Records available from the supplier for the period from 1985 until the present show that during this time, pathogenic (meaning "disease producing"), toxigenic (meaning "poisonous"), and other biological research materials were exported to Iraq pursuant to application and licensing by the U.S. Department of Commerce.... Included in the approved sales are the following biological materials...: Bacillus Anthracis: anthrax...Clostridium Botulinum: a bacterial source of botulinum toxin...Histoplasma Capsulatum: a fungus affecting the lungs...Brucella Melitensis: a bacteria which can cause...damage to major organs...Clostridium Perfringens: a highly toxic bateria which causes gas gangrene."
http://usiraq.procon.org/view.answers.php?questionID=000894
Posted by: Paul Emery | 03 October 2012 at 05:11 PM
George
I was just showing examples to help educate Russ about recent American history. I consider it to be a public service I am happy to provide.
Posted by: Paul Emery | 03 October 2012 at 05:13 PM
On another topic, lets have Obama and Ryan go at it in a boxing ring (forget Romney, he wouldn't draw). Make it pay per view worldwide, charge big bucks and use the proceeds to pay down the national debt. Hell with sports analogies, just let them go at it. Odds anyone?
Posted by: Paul Emery | 03 October 2012 at 05:28 PM
> There is no guarantee the sampling of people Ryan meets is representative of the greater whole.
Oh Greg, for crap's sake. You're right [again]. OK? Uncle. But you're missing the point by picking the fly shit out of the pepper. Well, maybe you get the point as a figure of speech.
All I know is my buddy at John Hopkins who studies this shit (IQ and income to be specific) agrees with me. He writes big papers on this stuff and appears on C-SPAN. I just say snarky blog comments.
Sometimes being close is good enough, eh?
Posted by: Ryan Mount | 03 October 2012 at 08:17 PM
Correction in the spirit of honesty: My C-SPAN buddy is at George Mason. I have another buddy at John Hopkins. Got them mixed up.

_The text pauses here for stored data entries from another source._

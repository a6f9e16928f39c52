use crate::engine::PolicyEngine;
use atelier_core::{AtelierResult, PolicyConditions, PolicyEffect, PolicyScope};
use atelier_store::{Db, NewPolicyRule};
use serde_json::{json, Value};
use tracing::info;

/// One regression case for the policy evaluator.
#[derive(Debug, Clone)]
pub struct SelfTestCase {
    /// Case label shown in reports.
    pub label: &'static str,
    /// Requesting agent.
    pub agent: &'static str,
    /// Requested action.
    pub action: &'static str,
    /// Action target.
    pub target: &'static str,
    /// Request context.
    pub context: Value,
    /// Expected evaluator verdict.
    pub expect_allowed: bool,
}

/// Result of running one self-test case.
#[derive(Debug, Clone)]
pub struct SelfTestOutcome {
    /// Case label.
    pub label: &'static str,
    /// Actual verdict.
    pub allowed: bool,
    /// Expected verdict.
    pub expect_allowed: bool,
    /// Whether actual matched expected.
    pub passed: bool,
}

/// Install the baseline rule set the self-test suite pins its
/// expectations against. Idempotent only by rule content, so callers
/// run it once per fresh store.
pub fn seed_default_policies(db: &Db) -> AtelierResult<()> {
    db.insert_policy(&NewPolicyRule {
        name: "protect-secret-paths".into(),
        scope: PolicyScope::Tool,
        target: "write_file".into(),
        effect: PolicyEffect::Deny,
        conditions: PolicyConditions {
            blocked_paths: vec![".env".into(), ".git/".into(), "secrets".into()],
            ..PolicyConditions::default()
        },
        priority: 10,
    })?;
    db.insert_policy(&NewPolicyRule {
        name: "block-destructive-commands".into(),
        scope: PolicyScope::Tool,
        target: "*".into(),
        effect: PolicyEffect::Deny,
        conditions: PolicyConditions {
            blocked_commands: vec!["rm -rf".into(), "drop table".into(), "git push --force".into()],
            ..PolicyConditions::default()
        },
        priority: 20,
    })?;
    db.insert_policy(&NewPolicyRule {
        name: "commit-only-executor".into(),
        scope: PolicyScope::Tool,
        target: "git_local_commit".into(),
        effect: PolicyEffect::Allow,
        conditions: PolicyConditions {
            allowed_agents: vec!["executor".into()],
            ..PolicyConditions::default()
        },
        priority: 30,
    })?;
    db.insert_policy(&NewPolicyRule {
        name: "commit-denied-otherwise".into(),
        scope: PolicyScope::Tool,
        target: "git_local_commit".into(),
        effect: PolicyEffect::Deny,
        conditions: PolicyConditions::default(),
        priority: 40,
    })?;
    db.insert_policy(&NewPolicyRule {
        name: "staging-needs-human".into(),
        scope: PolicyScope::Contract,
        target: "apply_staging".into(),
        effect: PolicyEffect::Allow,
        conditions: PolicyConditions {
            require_human_approval: true,
            ..PolicyConditions::default()
        },
        priority: 50,
    })?;
    Ok(())
}

/// The fixed case table. Expectations assume the
/// [`seed_default_policies`] rule set.
pub fn default_cases() -> Vec<SelfTestCase> {
    vec![
        SelfTestCase {
            label: "env write denied",
            agent: "executor",
            action: "write_file",
            target: "config/.env",
            context: json!({}),
            expect_allowed: false,
        },
        SelfTestCase {
            label: "source write allowed",
            agent: "generator",
            action: "write_file",
            target: "src/export.rs",
            context: json!({}),
            expect_allowed: true,
        },
        SelfTestCase {
            label: "destructive command denied",
            agent: "researcher",
            action: "shell",
            target: "workspace",
            context: json!({"command": "rm -rf /"}),
            expect_allowed: false,
        },
        SelfTestCase {
            label: "executor commit allowed",
            agent: "executor",
            action: "git_local_commit",
            target: "repo",
            context: json!({}),
            expect_allowed: true,
        },
        SelfTestCase {
            label: "validator commit denied",
            agent: "validator",
            action: "git_local_commit",
            target: "repo",
            context: json!({}),
            expect_allowed: false,
        },
        SelfTestCase {
            label: "unmatched action default allow",
            agent: "researcher",
            action: "telemetry_ping",
            target: "metrics",
            context: json!({}),
            expect_allowed: true,
        },
    ]
}

/// Run the fixed case table through the evaluator.
pub fn run_self_test(engine: &PolicyEngine) -> Vec<SelfTestOutcome> {
    default_cases()
        .into_iter()
        .map(|case| {
            let decision = engine.evaluate(case.agent, case.action, case.target, &case.context);
            let passed = decision.allowed == case.expect_allowed;
            info!(
                label = case.label,
                allowed = decision.allowed,
                expected = case.expect_allowed,
                passed,
                "policy self-test case"
            );
            SelfTestOutcome {
                label: case.label,
                allowed: decision.allowed,
                expect_allowed: case.expect_allowed,
                passed,
            }
        })
        .collect()
}

#[cfg(test)]
mod tests {
    use super::*;

    #[test]
    fn test_suite_passes_against_seeded_rules() {
        let db = Db::open_in_memory().unwrap();
        seed_default_policies(&db).unwrap();
        let engine = PolicyEngine::new(db);
        let outcomes = run_self_test(&engine);
        assert_eq!(outcomes.len(), default_cases().len());
        for outcome in &outcomes {
            assert!(outcome.passed, "case failed: {}", outcome.label);
        }
    }

    #[test]
    fn test_suite_detects_missing_rules() {
        // Without the seeded rules everything default-allows, so the
        // deny expectations must fail.
        let engine = PolicyEngine::new(Db::open_in_memory().unwrap());
        let outcomes = run_self_test(&engine);
        assert!(outcomes.iter().any(|o| !o.passed));
    }
}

Posted by: Ryan Mount | 03 October 2012 at 08:42 PM
Nearest to the topic thread I can find.
Really pissed about 14 year old girl in coma.
How to improve drone strikes.
Have moma drone be accompanied by nannie drone equipped with many. many, baby drones, cheap and expendable. Sent babies in for much closer look, the see what their reaction is to being watched. If they whip out AK47's, then launch momma drone's fire power.
Is anyone doing anything about this already? If not, somebody needs to.